Every line in the listing below from the one with "(rgb.blue * 255.0) as u8" through the one with "pub struct Column" is to be reproduced exactly, both ends included; leave out the rest.
[Data in this exercise — start]
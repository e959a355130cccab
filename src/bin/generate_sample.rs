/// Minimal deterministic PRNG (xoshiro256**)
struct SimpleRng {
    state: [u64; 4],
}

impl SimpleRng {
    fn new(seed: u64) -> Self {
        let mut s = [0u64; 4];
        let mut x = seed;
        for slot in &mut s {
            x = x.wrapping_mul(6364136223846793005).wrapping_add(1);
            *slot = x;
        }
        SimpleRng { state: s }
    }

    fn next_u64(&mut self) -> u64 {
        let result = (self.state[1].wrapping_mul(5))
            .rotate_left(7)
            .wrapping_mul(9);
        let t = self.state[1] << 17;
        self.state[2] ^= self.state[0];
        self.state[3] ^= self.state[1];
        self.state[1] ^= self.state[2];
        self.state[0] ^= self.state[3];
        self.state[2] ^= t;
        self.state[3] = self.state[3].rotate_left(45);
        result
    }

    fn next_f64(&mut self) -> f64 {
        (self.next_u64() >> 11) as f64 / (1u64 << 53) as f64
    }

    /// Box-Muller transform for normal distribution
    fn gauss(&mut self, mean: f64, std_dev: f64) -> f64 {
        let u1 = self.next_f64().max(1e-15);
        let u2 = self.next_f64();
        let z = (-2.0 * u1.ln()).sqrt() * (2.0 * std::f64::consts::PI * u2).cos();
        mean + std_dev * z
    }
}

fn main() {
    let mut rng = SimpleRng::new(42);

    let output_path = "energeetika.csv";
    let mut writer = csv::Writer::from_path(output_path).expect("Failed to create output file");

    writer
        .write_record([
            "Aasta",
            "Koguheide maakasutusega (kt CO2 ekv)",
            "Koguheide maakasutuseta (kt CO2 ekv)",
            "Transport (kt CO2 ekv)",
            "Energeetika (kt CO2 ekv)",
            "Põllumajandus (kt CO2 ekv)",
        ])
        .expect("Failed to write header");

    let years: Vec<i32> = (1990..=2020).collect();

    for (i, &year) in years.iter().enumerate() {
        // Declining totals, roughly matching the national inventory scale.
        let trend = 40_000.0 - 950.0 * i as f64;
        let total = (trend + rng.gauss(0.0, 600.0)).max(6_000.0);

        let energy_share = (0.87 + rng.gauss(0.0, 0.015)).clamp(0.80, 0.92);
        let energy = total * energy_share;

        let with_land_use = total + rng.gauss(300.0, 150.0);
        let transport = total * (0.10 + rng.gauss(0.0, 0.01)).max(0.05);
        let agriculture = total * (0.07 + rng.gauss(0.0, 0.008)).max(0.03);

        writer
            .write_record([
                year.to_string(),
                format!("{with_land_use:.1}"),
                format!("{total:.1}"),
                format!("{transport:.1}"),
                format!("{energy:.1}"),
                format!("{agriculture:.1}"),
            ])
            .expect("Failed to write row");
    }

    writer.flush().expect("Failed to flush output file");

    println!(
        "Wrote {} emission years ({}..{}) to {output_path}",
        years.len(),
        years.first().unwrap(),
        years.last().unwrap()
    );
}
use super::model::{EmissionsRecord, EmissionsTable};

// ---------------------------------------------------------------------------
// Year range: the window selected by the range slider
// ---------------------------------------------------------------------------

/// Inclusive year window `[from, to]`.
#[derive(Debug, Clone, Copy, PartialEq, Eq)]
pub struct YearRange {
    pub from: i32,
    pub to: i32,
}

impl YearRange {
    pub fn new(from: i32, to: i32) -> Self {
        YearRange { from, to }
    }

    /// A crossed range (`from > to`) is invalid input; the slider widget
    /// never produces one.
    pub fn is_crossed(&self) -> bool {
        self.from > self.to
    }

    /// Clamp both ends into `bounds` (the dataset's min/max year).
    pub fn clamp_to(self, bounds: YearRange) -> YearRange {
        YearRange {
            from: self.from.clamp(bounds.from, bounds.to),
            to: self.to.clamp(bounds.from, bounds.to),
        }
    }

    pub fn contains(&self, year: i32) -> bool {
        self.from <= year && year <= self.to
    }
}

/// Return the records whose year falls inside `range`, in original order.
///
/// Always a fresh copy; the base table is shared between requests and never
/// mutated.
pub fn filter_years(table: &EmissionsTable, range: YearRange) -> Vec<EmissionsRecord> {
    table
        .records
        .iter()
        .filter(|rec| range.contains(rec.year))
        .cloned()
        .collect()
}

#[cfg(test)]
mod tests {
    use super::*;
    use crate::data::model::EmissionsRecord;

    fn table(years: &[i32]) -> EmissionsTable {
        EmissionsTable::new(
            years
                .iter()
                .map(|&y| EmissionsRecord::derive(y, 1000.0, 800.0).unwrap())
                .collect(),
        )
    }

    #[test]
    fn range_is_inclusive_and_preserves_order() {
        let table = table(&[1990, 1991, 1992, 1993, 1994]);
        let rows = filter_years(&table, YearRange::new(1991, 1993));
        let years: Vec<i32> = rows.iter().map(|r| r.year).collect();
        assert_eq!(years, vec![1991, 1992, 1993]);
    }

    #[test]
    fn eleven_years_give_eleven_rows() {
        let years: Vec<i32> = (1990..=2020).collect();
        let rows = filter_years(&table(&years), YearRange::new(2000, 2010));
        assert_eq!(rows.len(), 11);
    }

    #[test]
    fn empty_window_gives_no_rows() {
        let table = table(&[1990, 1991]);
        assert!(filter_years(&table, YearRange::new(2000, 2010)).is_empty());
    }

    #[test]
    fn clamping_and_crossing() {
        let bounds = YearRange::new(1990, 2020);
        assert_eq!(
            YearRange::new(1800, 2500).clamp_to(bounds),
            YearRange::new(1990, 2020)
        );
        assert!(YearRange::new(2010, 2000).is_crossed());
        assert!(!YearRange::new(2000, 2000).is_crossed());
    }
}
[Data in this exercise — finish]
[Data in this exercise — start]
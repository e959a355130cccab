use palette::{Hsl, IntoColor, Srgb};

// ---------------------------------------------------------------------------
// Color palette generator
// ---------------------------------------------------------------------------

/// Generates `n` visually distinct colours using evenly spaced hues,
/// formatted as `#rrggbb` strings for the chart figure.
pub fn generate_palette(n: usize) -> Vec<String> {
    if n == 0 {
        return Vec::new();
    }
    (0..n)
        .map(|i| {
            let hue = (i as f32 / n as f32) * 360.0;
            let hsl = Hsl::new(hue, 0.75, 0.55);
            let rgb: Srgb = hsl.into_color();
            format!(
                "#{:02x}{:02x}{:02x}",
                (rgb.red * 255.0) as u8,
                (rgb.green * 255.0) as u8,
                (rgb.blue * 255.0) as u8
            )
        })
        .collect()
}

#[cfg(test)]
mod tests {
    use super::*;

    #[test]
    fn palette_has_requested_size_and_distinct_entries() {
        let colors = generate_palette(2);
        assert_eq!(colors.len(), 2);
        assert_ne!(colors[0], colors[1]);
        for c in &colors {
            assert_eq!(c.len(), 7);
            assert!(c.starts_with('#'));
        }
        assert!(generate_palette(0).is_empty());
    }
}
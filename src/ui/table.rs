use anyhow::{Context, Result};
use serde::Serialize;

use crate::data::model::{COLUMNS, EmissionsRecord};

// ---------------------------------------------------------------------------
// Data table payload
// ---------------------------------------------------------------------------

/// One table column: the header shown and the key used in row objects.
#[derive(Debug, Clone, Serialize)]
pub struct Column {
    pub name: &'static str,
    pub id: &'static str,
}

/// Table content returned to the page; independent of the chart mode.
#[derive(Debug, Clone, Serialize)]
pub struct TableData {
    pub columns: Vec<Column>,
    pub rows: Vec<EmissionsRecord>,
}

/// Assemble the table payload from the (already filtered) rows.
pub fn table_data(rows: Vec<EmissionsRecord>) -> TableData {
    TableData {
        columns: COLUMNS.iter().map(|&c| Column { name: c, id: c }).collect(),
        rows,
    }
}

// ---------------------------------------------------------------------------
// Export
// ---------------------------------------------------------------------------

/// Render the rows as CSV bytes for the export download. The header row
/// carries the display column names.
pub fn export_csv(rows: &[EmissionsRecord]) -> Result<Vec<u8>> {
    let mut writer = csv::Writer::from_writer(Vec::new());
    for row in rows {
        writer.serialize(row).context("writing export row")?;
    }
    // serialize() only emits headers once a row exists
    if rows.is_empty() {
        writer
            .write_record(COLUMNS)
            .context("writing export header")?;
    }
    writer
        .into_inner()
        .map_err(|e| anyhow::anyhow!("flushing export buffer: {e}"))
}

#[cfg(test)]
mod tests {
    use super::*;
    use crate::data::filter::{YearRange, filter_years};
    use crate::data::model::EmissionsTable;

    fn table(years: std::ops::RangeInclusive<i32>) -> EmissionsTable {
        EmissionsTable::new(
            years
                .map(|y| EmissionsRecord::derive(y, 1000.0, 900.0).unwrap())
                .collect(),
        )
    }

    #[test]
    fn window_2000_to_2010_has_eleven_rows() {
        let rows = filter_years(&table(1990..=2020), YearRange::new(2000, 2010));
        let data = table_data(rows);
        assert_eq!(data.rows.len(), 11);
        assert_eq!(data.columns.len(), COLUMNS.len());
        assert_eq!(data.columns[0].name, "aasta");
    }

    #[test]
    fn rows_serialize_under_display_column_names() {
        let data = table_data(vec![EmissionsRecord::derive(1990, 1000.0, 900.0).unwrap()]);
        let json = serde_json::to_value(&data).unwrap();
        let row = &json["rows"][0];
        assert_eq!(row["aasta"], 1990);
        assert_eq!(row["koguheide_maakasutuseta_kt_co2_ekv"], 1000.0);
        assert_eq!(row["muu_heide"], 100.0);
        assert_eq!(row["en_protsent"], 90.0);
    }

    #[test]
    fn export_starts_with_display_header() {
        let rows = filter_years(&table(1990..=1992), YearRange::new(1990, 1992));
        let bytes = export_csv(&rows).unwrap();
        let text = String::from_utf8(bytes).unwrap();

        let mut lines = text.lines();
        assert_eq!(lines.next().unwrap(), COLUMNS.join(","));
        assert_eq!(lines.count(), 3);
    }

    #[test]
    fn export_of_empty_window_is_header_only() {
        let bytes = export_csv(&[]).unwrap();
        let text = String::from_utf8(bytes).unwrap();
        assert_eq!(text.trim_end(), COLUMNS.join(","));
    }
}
[Data in this exercise — finish]
[Data in this exercise — start]
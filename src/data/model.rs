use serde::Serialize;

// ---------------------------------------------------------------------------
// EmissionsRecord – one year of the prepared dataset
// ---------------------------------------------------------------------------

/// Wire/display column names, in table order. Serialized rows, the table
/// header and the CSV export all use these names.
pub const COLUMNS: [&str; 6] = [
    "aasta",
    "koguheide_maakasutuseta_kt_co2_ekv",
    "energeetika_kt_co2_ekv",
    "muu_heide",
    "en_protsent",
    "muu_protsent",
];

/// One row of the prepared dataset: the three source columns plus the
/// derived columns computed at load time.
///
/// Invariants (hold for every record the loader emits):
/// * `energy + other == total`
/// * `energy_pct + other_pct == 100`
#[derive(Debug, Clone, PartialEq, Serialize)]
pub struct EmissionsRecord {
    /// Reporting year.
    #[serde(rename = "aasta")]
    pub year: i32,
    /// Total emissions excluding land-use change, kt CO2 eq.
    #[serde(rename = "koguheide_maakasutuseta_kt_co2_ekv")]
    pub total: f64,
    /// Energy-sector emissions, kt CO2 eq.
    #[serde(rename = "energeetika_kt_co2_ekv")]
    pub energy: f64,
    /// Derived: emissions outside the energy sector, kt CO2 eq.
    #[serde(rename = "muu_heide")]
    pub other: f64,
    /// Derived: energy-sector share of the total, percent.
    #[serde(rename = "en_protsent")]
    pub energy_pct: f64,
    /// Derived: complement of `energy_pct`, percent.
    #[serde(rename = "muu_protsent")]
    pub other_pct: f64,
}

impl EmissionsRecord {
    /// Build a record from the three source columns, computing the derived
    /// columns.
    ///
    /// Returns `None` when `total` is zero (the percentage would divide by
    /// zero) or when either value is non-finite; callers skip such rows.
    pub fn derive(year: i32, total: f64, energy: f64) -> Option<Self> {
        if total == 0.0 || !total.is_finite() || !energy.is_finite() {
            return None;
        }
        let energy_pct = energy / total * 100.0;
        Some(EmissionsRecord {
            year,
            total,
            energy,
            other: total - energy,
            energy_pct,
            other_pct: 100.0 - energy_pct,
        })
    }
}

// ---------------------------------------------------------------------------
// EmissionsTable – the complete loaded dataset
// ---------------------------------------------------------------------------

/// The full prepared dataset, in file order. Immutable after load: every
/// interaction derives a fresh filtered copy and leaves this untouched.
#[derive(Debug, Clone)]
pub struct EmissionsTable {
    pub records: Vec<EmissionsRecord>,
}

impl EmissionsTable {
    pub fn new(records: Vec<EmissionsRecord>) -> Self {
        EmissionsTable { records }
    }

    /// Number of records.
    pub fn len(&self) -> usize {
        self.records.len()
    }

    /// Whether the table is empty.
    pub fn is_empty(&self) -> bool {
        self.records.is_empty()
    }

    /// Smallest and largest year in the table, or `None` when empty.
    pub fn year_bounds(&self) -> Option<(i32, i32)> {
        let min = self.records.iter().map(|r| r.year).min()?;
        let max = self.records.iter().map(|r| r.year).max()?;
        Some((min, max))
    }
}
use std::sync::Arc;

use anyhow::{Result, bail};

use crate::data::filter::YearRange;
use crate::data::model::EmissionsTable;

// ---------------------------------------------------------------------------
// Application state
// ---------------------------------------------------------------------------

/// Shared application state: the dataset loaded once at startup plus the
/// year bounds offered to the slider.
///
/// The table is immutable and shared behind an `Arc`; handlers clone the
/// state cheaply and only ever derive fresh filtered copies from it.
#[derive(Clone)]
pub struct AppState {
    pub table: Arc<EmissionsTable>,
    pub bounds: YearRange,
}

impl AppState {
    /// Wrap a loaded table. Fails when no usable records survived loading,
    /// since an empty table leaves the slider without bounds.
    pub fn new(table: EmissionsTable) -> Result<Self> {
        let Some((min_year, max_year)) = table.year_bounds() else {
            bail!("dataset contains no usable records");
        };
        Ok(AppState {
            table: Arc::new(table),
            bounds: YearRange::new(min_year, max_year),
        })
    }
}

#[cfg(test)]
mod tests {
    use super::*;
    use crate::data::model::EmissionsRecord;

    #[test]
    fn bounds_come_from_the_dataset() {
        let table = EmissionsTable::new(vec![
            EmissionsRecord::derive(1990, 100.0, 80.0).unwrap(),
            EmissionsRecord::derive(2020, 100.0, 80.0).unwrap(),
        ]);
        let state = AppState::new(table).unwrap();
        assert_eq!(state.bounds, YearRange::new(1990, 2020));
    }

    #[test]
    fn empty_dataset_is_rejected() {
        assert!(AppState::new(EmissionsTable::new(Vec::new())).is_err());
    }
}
[Data in this exercise — finish]
▶ **Response to the exercise**
                (rgb.blue * 255.0) as u8
            )
        })
        .collect()
}

#[cfg(test)]
mod tests {
    use super::*;

    #[test]
    fn palette_has_requested_size_and_distinct_entries() {
        let colors = generate_palette(2);
        assert_eq!(colors.len(), 2);
        assert_ne!(colors[0], colors[1]);
        for c in &colors {
            assert_eq!(c.len(), 7);
            assert!(c.starts_with('#'));
        }
        assert!(generate_palette(0).is_empty());
    }
}
filename src/ui/table.rs
use anyhow::{Context, Result};
use serde::Serialize;

use crate::data::model::{COLUMNS, EmissionsRecord};

// ---------------------------------------------------------------------------
// Data table payload
// ---------------------------------------------------------------------------

/// One table column: the header shown and the key used in row objects.
#[derive(Debug, Clone, Serialize)]
pub struct Column {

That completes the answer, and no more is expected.